Kayikcioglu M., Tokgozoglu L., Dogan V., Ceyhan C., Tuncez A., Kutlu M., ...More

ATHEROSCLEROSIS, vol.277, pp.341-346, 2018 (SCI-Expanded) identifier identifier identifier

  • Publication Type: Article / Article
  • Volume: 277
  • Publication Date: 2018
  • Doi Number: 10.1016/j.atherosclerosis.2018.08.012
  • Journal Name: ATHEROSCLEROSIS
  • Journal Indexes: Science Citation Index Expanded (SCI-EXPANDED), Scopus
  • Page Numbers: pp.341-346
  • Keywords: Familial hypercholesterolemia, Turkey, Registry
  • Istanbul Medipol University Affiliated: No

Abstract

Background and aims: Familial hypercholesterolemia (FH) is a common genetic disease of high-level cholesterol leading to premature atherosclerosis. One of the key aspects to overcome FH burden is the generation of large-scale reliable data in terms of registries. This manuscript underlines the important results of nation-wide Turkish FH registries (A-HIT1 and A-HIT2). Methods: A-HIT1 is a survey of homozygous FH patients undergoing low density lipoprotein (LDL) apheresis (LA). A-HIT2 is a registry of adult FH patients (homozygous and heterozygous) admitted to outpatient clinics. Both registries used clinical diagnosis of FH. Results: A-HIT1 evaluated 88 patients (27 ± 11 years, 41 women) in 19 centers. All patients were receiving regular LA. There was a 7.37 ± 7.1-year delay between diagnosis and initiation of LA. LDL-cholesterol levels reached the target only in 5 cases. Mean frequency of apheresis sessions was 19 ± 13 days. None of the centers had a standardized approach for LA. Mean frequency of apheresis sessions was every 19 ± 13 (7–90) days.
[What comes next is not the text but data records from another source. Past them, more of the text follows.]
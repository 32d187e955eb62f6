use chrono::NaiveDate;
use diesel::dsl::{exists, select};
use diesel::prelude::*;
use rand::Rng;

use crate::domain::product::{
    NewProduct as DomainNewProduct, Product as DomainProduct, ProductListQuery,
    UpdateProduct as DomainUpdateProduct,
};
use crate::models::product::{
    NewProduct as DbNewProduct, Product as DbProduct, UpdateProduct as DbUpdateProduct,
};
use crate::repository::errors::{RepositoryError, RepositoryResult};
use crate::repository::{DieselRepository, ProductReader, ProductWriter};

impl ProductReader for DieselRepository {
    fn get_product_by_id(&self, id: i32) -> RepositoryResult<Option<DomainProduct>> {
        use crate::schema::products;

        let mut conn = self.conn()?;
        let product = products::table
            .filter(products::id.eq(id))
            .first::<DbProduct>(&mut conn)
            .optional()?;

        Ok(product.map(Into::into))
    }

    fn get_products_by_ids(&self, ids: &[i32]) -> RepositoryResult<Vec<DomainProduct>> {
        use crate::schema::products;

        if ids.is_empty() {
            return Ok(Vec::new());
        }

        let mut conn = self.conn()?;
        let products = products::table
            .filter(products::id.eq_any(ids))
            .load::<DbProduct>(&mut conn)?;

        Ok(products.into_iter().map(Into::into).collect())
    }

    fn list_products(
        &self,
        query: ProductListQuery,
    ) -> RepositoryResult<(usize, Vec<DomainProduct>)> {
        use crate::schema::products;

        let mut conn = self.conn()?;

        let ProductListQuery { search, pagination } = query;

        let search_pattern = search.as_ref().map(|term| format!("%{}%", term));

        let mut count_query = products::table.into_boxed::<diesel::sqlite::Sqlite>();

        if let Some(ref pattern) = search_pattern {
            count_query = count_query.filter(
                products::size
                    .like(pattern.clone())
                    .or(products::kind.like(pattern.clone()))
                    .or(products::color.like(pattern.clone()))
                    .or(products::code.like(pattern.clone())),
            );
        }

        let total = count_query.count().get_result::<i64>(&mut conn)? as usize;

        let mut items = products::table.into_boxed::<diesel::sqlite::Sqlite>();

        if let Some(ref pattern) = search_pattern {
            items = items.filter(
                products::size
                    .like(pattern.clone())
                    .or(products::kind.like(pattern.clone()))
                    .or(products::color.like(pattern.clone()))
                    .or(products::code.like(pattern.clone())),
            );
        }

        items = items.order(products::created_at.desc());

        if let Some(pagination) = pagination {
            let offset = ((pagination.page.max(1) - 1) * pagination.per_page) as i64;
            let limit = pagination.per_page as i64;
            items = items.offset(offset).limit(limit);
        }

        let db_products = items.load::<DbProduct>(&mut conn)?;

        Ok((total, db_products.into_iter().map(Into::into).collect()))
    }

    fn product_usage(&self, product_id: i32) -> RepositoryResult<i64> {
        use crate::schema::order_items;

        let mut conn = self.conn()?;
        let usage = order_items::table
            .filter(order_items::product_id.eq(product_id))
            .count()
            .get_result::<i64>(&mut conn)?;

        Ok(usage)
    }
}

impl ProductWriter for DieselRepository {
    fn create_product(&self, new_product: &DomainNewProduct) -> RepositoryResult<DomainProduct> {
        use crate::schema::products;

        let mut conn = self.conn()?;

        conn.transaction::<DomainProduct, RepositoryError, _>(|conn| {
            let today = chrono::Utc::now().date_naive();
            let mut rng = rand::thread_rng();

            // Regenerate on collision; the unique index on `code` backs
            // this up if a concurrent insert wins the race.
            let mut code = generate_product_code(&mut rng, today);
            while code_exists(conn, &code)? {
                code = generate_product_code(&mut rng, today);
            }

            let db_new = DbNewProduct::from_domain(&code, new_product);

            let created = diesel::insert_into(products::table)
                .values(&db_new)
                .get_result::<DbProduct>(conn)?;

            Ok(created.into())
        })
    }

    fn update_product(
        &self,
        product_id: i32,
        updates: &DomainUpdateProduct,
    ) -> RepositoryResult<DomainProduct> {
        use crate::schema::products;

        let mut conn = self.conn()?;
        let db_updates = DbUpdateProduct::from(updates);

        let updated = diesel::update(products::table.filter(products::id.eq(product_id)))
            .set(&db_updates)
            .get_result::<DbProduct>(&mut conn)?;

        Ok(updated.into())
    }

    fn delete_product(&self, product_id: i32) -> RepositoryResult<()> {
        use crate::schema::{order_items, products};

        let mut conn = self.conn()?;

        conn.transaction::<(), RepositoryError, _>(|conn| {
            let product = products::table
                .filter(products::id.eq(product_id))
                .first::<DbProduct>(conn)?;

            let usage = order_items::table
                .filter(order_items::product_id.eq(product_id))
                .count()
                .get_result::<i64>(conn)?;

            if usage > 0 {
                return Err(RepositoryError::Conflict(format!(
                    "product {} is used by {usage} order lines",
                    product.code
                )));
            }

            diesel::delete(products::table.filter(products::id.eq(product_id))).execute(conn)?;

            Ok(())
        })
    }
}

/// Catalog code in the `PRD-YYYYMMDD-NNNN` shape.
fn generate_product_code<R: Rng>(rng: &mut R, today: NaiveDate) -> String {
    format!(
        "PRD-{}-{:04}",
        today.format("%Y%m%d"),
        rng.gen_range(1..=9999)
    )
}

fn code_exists(conn: &mut SqliteConnection, code: &str) -> RepositoryResult<bool> {
    use crate::schema::products;

    let found: bool = select(exists(products::table.filter(products::code.eq(code))))
        .get_result(conn)?;

    Ok(found)
}

#[cfg(test)]
mod tests {
    use super::*;

    #[test]
    fn product_codes_follow_the_expected_shape() {
        let today = NaiveDate::from_ymd_opt(2024, 5, 1).unwrap();
        let mut rng = rand::thread_rng();

        for _ in 0..50 {
            let code = generate_product_code(&mut rng, today);
            assert!(code.starts_with("PRD-20240501-"));
            assert_eq!(code.len(), "PRD-20240501-0000".len());
            let digits = &code["PRD-20240501-".len()..];
            assert!(digits.chars().all(|ch| ch.is_ascii_digit()));
        }
    }
}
Only 2 centers were aware of the target LDL levels. A–HIT2 enrolled 1071 FH patients (53 ± 8 years, 606 women) from 31 outpatients clinics specialized in cardiology (27), internal medicine (1), and endocrinology (3); 96.4% were heterozygous. 459 patients were on statin treatment. LDL targets were attained in 23 patients (2.1% of the whole population, 5% receiving statin) on treatment. However, 66% of statin-receiving patients were on intense doses of statins. Awareness of FH was 9.5% in the whole patient population. Conclusions: The first nationwide FH registries revealed that FH is still undertreated even in specialized centers in Turkey. Additional effective treatment regiments are urgently needed.